**TASK TO CARRY OUT**:
From the records below, copy the lines that include "else".

(Stored items from a collection)
- Opening Delimiter -
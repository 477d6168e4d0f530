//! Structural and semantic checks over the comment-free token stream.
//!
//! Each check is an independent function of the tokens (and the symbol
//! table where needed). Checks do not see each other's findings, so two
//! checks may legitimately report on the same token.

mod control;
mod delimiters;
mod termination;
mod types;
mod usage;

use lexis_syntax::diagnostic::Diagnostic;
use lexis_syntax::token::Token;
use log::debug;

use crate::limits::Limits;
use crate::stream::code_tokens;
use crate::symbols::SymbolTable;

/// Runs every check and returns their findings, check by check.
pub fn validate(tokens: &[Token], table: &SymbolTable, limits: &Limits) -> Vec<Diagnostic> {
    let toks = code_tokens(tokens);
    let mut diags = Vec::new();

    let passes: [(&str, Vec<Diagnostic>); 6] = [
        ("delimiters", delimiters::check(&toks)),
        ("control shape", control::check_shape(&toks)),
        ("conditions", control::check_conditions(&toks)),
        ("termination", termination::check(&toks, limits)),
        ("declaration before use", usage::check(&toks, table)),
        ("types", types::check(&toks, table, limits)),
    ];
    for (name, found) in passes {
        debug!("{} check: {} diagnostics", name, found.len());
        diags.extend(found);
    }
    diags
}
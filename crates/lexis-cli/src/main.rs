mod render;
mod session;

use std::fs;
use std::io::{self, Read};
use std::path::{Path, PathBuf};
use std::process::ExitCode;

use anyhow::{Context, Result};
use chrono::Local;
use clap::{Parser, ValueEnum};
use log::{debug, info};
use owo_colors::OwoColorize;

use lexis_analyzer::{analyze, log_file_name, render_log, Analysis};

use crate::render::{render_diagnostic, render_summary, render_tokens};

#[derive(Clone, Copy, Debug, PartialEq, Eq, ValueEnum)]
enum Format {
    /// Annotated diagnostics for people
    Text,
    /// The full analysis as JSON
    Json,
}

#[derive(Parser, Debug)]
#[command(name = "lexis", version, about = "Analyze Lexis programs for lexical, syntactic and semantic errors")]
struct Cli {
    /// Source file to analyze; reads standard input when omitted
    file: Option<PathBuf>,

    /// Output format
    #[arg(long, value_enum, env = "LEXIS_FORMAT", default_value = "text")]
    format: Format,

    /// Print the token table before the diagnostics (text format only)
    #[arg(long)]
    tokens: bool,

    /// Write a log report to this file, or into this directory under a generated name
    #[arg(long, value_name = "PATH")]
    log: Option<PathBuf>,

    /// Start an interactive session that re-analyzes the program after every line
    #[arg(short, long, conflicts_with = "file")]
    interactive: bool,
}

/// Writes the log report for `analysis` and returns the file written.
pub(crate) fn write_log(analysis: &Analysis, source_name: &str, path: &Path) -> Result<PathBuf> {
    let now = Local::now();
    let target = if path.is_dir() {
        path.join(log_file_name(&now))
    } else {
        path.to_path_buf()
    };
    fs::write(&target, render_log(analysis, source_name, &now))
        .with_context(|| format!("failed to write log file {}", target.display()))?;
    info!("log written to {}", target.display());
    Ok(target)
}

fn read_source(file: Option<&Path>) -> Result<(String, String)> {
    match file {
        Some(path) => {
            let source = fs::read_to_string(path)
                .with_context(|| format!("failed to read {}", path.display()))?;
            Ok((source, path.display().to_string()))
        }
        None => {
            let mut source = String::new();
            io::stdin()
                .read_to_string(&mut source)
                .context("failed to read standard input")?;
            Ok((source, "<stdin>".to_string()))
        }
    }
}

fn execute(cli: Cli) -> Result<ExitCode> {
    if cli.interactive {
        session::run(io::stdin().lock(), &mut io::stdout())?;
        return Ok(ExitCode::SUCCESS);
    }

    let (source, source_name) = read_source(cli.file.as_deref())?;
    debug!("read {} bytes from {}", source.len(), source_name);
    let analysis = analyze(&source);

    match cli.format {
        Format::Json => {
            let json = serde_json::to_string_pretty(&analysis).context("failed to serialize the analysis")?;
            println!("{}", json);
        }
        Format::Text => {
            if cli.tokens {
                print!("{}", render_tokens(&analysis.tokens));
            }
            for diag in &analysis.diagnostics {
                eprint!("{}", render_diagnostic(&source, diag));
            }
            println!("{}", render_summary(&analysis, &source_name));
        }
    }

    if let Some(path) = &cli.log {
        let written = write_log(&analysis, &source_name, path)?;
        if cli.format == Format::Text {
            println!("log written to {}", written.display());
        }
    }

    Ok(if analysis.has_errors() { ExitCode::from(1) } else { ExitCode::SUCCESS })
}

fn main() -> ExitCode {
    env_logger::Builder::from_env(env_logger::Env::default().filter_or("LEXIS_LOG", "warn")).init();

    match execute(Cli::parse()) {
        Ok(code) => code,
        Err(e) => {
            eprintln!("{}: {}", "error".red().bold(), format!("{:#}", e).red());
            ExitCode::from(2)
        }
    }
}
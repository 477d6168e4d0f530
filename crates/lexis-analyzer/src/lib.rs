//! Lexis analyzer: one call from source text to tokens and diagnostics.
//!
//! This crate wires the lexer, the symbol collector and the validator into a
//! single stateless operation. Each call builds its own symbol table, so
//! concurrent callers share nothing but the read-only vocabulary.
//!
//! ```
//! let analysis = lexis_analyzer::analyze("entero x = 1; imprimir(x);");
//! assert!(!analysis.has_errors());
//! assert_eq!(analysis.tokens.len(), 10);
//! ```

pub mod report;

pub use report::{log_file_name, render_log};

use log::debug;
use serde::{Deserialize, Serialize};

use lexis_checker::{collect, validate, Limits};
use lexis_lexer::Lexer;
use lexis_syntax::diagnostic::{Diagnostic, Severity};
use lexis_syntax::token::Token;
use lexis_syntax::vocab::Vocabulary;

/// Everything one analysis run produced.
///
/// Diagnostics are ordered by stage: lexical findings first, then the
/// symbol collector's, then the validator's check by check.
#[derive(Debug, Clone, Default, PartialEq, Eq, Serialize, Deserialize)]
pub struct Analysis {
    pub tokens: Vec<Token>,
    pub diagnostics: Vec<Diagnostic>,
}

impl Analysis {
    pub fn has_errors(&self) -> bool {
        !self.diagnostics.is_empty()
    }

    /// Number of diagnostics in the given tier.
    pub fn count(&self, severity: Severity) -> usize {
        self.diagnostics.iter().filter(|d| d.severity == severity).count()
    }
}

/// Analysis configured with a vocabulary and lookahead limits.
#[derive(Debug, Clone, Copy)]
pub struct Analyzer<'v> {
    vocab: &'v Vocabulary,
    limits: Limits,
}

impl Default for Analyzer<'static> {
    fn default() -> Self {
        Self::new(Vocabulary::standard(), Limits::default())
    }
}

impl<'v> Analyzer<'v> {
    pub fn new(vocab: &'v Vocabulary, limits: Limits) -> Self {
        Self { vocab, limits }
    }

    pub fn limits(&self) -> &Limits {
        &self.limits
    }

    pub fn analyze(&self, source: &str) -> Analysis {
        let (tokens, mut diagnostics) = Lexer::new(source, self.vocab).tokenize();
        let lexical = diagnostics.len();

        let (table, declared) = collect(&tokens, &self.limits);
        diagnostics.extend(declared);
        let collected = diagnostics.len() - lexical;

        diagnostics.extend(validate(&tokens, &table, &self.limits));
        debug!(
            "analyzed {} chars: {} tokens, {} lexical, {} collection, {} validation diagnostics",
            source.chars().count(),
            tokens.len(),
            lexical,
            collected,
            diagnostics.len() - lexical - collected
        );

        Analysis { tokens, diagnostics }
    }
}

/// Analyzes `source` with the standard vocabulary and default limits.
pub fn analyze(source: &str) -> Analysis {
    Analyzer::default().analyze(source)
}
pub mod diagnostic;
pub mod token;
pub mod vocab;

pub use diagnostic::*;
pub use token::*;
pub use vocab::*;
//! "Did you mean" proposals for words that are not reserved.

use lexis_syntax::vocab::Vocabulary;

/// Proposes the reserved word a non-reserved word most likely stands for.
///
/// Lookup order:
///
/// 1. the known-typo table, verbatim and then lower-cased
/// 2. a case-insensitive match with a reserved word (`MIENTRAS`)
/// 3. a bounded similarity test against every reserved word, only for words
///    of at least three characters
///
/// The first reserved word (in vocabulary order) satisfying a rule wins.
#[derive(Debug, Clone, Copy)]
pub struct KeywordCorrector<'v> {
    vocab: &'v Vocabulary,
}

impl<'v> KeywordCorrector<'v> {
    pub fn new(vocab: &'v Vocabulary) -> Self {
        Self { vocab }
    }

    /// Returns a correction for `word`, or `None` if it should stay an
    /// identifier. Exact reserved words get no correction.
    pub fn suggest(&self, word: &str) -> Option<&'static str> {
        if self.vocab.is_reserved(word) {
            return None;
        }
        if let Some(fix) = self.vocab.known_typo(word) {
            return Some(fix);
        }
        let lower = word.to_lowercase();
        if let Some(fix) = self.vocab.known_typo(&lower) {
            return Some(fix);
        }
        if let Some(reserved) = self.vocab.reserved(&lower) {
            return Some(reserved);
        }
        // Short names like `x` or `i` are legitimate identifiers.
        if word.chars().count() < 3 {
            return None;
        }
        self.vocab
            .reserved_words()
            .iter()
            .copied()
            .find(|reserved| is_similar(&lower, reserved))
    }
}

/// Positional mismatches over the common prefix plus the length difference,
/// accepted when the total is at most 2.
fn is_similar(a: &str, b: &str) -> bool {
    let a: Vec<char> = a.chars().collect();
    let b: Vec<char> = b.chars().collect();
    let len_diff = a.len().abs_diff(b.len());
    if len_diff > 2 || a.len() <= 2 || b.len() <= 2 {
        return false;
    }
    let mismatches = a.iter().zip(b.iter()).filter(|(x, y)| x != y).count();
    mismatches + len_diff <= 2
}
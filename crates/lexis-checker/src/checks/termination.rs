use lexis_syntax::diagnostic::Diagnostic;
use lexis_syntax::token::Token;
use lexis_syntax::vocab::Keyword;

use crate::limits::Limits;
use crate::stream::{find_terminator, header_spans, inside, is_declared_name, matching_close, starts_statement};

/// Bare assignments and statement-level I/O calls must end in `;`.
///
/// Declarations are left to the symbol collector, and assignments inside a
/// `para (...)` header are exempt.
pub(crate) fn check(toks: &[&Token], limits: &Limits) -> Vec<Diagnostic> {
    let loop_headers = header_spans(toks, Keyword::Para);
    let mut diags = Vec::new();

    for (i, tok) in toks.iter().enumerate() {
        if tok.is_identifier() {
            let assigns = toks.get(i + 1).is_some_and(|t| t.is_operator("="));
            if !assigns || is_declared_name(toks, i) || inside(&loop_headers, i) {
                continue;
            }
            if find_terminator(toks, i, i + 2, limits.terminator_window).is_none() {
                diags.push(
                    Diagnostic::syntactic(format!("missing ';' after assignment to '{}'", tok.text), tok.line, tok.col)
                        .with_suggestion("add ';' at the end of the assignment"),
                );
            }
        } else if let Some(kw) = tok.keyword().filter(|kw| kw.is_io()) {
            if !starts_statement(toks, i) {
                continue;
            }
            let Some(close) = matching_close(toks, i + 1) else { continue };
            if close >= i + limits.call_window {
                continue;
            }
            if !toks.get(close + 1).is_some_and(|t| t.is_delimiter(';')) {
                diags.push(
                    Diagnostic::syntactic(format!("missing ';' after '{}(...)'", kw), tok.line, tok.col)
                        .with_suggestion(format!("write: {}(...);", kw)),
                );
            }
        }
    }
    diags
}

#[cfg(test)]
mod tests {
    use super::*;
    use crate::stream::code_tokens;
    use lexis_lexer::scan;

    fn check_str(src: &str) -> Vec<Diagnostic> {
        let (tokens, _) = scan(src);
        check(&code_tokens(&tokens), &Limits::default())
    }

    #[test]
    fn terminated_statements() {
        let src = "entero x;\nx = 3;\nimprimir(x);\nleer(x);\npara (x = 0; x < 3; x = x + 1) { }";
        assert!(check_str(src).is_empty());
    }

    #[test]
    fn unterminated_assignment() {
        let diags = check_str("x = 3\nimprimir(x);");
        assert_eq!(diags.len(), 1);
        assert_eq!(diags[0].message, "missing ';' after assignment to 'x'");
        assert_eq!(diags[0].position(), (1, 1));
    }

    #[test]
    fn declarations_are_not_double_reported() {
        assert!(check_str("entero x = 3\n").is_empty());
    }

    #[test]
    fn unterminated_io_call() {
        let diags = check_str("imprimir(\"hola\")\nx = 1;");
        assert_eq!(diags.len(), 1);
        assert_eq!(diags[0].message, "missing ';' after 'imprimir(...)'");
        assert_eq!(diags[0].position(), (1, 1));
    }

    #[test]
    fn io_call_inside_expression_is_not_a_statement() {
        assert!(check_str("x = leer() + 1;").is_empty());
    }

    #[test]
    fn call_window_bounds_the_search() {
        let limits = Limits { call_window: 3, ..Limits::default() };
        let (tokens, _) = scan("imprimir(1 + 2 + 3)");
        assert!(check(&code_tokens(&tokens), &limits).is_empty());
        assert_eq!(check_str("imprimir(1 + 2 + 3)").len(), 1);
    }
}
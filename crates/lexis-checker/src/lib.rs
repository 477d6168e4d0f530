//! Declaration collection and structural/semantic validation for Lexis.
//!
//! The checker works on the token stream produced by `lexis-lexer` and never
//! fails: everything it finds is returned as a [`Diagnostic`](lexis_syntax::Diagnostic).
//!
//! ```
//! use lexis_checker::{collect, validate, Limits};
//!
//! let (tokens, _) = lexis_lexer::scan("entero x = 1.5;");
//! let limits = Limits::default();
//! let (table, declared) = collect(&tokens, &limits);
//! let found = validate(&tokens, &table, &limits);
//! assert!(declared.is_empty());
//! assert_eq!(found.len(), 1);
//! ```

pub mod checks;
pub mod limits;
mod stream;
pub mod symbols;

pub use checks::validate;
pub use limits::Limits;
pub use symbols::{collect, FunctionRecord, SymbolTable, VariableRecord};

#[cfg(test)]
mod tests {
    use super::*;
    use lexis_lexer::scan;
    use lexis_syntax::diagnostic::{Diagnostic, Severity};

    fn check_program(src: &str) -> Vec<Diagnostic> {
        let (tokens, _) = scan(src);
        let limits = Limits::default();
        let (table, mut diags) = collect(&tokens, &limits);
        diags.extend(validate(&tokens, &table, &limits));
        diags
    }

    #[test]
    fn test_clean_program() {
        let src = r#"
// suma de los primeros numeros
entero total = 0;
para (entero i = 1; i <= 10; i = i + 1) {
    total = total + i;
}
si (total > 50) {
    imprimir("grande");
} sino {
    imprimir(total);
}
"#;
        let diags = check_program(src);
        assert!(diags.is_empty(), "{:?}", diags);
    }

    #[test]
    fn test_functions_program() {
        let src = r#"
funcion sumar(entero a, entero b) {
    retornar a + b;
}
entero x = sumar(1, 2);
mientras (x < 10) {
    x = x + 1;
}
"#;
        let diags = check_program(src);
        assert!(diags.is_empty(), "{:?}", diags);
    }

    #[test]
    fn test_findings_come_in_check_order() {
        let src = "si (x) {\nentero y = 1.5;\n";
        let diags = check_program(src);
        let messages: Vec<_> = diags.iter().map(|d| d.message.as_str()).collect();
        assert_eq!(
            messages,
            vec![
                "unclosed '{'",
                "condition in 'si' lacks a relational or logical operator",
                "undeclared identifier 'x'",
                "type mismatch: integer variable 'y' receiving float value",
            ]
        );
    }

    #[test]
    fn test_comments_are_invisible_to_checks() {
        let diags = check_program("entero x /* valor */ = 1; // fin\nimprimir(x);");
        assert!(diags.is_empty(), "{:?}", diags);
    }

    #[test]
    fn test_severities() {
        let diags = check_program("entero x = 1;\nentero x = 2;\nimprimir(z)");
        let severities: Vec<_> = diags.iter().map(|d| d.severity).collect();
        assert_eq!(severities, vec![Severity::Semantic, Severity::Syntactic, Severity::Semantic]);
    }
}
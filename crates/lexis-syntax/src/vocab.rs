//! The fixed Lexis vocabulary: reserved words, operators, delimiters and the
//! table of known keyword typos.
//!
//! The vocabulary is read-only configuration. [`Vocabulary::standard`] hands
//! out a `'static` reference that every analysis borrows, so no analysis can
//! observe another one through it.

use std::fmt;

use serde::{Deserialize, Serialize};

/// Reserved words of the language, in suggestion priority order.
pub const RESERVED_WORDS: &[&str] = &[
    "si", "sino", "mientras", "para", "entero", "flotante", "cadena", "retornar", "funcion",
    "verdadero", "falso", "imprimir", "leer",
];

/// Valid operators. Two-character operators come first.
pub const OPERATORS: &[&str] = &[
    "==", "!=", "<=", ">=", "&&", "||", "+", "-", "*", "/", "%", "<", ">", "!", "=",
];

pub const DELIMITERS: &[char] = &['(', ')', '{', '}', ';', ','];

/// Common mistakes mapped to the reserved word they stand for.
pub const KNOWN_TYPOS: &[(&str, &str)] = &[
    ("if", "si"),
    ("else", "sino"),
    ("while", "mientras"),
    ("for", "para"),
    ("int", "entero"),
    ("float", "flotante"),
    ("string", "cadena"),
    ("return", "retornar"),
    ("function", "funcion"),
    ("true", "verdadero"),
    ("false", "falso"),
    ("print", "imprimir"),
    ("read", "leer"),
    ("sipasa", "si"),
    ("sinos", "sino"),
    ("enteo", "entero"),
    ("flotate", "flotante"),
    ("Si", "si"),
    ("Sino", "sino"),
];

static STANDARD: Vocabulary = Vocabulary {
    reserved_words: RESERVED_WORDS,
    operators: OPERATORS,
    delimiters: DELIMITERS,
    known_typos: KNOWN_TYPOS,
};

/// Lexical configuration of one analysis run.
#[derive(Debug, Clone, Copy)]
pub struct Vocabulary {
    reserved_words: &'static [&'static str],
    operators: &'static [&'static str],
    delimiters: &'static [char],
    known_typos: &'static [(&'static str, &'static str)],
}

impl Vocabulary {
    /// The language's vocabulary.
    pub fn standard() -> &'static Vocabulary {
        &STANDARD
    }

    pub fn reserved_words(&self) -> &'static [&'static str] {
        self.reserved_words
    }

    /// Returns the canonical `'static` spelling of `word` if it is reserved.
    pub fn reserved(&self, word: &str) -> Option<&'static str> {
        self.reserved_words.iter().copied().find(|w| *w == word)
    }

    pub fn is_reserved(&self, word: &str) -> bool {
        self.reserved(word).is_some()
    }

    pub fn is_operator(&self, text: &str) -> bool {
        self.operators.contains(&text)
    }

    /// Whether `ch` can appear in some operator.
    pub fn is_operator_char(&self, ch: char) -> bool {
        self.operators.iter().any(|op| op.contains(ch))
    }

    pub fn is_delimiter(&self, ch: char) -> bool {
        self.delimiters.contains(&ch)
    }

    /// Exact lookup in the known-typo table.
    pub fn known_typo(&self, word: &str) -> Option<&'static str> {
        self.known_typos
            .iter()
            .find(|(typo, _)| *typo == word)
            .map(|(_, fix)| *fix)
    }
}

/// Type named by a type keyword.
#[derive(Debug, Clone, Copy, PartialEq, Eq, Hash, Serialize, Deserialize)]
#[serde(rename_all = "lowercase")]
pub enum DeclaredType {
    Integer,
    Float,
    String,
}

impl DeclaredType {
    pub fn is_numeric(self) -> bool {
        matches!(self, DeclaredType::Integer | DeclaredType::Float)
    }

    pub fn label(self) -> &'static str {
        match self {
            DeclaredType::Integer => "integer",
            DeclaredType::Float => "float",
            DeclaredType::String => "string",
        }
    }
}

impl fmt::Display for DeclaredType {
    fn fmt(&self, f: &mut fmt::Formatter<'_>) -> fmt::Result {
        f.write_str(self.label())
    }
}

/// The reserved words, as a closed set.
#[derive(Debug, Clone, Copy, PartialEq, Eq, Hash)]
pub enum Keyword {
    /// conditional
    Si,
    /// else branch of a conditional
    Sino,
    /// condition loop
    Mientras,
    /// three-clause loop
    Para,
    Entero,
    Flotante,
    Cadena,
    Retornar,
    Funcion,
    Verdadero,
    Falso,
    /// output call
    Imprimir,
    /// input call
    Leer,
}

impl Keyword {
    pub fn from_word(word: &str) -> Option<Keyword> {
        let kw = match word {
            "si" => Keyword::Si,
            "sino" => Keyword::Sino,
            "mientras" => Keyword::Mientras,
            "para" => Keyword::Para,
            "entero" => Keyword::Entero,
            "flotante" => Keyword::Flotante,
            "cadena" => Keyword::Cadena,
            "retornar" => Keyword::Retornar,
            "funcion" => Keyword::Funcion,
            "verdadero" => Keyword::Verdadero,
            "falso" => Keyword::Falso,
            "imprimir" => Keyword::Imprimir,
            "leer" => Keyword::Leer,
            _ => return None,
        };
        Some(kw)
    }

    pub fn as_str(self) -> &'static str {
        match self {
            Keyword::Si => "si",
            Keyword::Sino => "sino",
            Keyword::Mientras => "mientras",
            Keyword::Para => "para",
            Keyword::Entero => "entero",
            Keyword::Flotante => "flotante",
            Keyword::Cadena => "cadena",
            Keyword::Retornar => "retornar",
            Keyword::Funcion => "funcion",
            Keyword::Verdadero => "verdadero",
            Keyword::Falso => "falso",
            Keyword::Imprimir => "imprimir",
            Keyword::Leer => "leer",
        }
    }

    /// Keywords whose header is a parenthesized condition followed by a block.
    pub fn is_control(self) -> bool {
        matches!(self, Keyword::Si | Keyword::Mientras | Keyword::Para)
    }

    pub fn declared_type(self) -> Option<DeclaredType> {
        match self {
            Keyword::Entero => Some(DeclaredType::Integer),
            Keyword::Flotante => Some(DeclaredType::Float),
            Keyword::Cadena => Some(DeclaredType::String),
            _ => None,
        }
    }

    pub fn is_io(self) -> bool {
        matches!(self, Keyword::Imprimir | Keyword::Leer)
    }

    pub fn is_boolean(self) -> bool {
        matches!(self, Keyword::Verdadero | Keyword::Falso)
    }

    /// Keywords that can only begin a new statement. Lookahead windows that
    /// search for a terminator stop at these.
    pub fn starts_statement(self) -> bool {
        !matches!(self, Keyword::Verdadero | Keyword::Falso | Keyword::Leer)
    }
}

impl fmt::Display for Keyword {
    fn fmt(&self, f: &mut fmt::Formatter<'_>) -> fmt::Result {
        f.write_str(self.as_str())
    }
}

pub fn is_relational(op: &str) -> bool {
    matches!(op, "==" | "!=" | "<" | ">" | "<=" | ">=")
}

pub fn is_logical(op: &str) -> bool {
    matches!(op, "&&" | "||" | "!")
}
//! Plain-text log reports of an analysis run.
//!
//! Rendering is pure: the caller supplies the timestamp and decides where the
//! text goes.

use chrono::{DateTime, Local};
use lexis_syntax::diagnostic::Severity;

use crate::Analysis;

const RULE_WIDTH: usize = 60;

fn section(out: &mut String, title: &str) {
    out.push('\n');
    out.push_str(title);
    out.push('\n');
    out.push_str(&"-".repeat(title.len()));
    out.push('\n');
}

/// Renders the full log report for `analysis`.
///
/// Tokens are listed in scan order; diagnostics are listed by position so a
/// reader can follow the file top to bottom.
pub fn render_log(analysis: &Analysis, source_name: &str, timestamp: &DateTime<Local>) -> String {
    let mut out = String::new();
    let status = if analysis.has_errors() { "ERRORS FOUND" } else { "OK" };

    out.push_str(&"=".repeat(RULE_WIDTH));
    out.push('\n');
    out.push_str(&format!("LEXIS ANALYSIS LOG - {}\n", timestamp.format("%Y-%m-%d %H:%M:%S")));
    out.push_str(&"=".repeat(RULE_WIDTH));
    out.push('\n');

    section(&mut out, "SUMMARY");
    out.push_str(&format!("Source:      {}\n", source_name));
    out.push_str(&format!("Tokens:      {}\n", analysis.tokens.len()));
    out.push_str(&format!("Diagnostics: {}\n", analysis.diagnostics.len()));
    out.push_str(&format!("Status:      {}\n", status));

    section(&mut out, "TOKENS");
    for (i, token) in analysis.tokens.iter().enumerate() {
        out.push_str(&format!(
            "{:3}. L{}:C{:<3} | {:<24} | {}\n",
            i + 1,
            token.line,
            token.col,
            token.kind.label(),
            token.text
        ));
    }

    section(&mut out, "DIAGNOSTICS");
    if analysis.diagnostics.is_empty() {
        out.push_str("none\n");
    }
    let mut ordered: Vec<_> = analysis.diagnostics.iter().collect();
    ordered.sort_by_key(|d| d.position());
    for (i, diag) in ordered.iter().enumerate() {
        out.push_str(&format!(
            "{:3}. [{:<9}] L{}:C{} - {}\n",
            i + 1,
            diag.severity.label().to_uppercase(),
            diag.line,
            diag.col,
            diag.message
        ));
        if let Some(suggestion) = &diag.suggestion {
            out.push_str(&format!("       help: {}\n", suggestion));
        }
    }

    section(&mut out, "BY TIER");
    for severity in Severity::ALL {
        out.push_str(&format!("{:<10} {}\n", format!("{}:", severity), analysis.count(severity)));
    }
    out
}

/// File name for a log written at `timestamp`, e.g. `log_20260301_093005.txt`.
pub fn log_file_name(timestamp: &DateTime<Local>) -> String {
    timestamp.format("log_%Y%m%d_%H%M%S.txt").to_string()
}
- Closing Delimiter -
**OUTPUT FOR THIS TASK**:
    } else {
    Ok(if analysis.has_errors() { ExitCode::from(1) } else { ExitCode::SUCCESS })
        } else if let Some(kw) = tok.keyword().filter(|kw| kw.is_io()) {
            let Some(close) = matching_close(toks, i + 1) else { continue };
    ("else", "sino"),
    /// else branch of a conditional
    let status = if analysis.has_errors() { "ERRORS FOUND" } else { "OK" };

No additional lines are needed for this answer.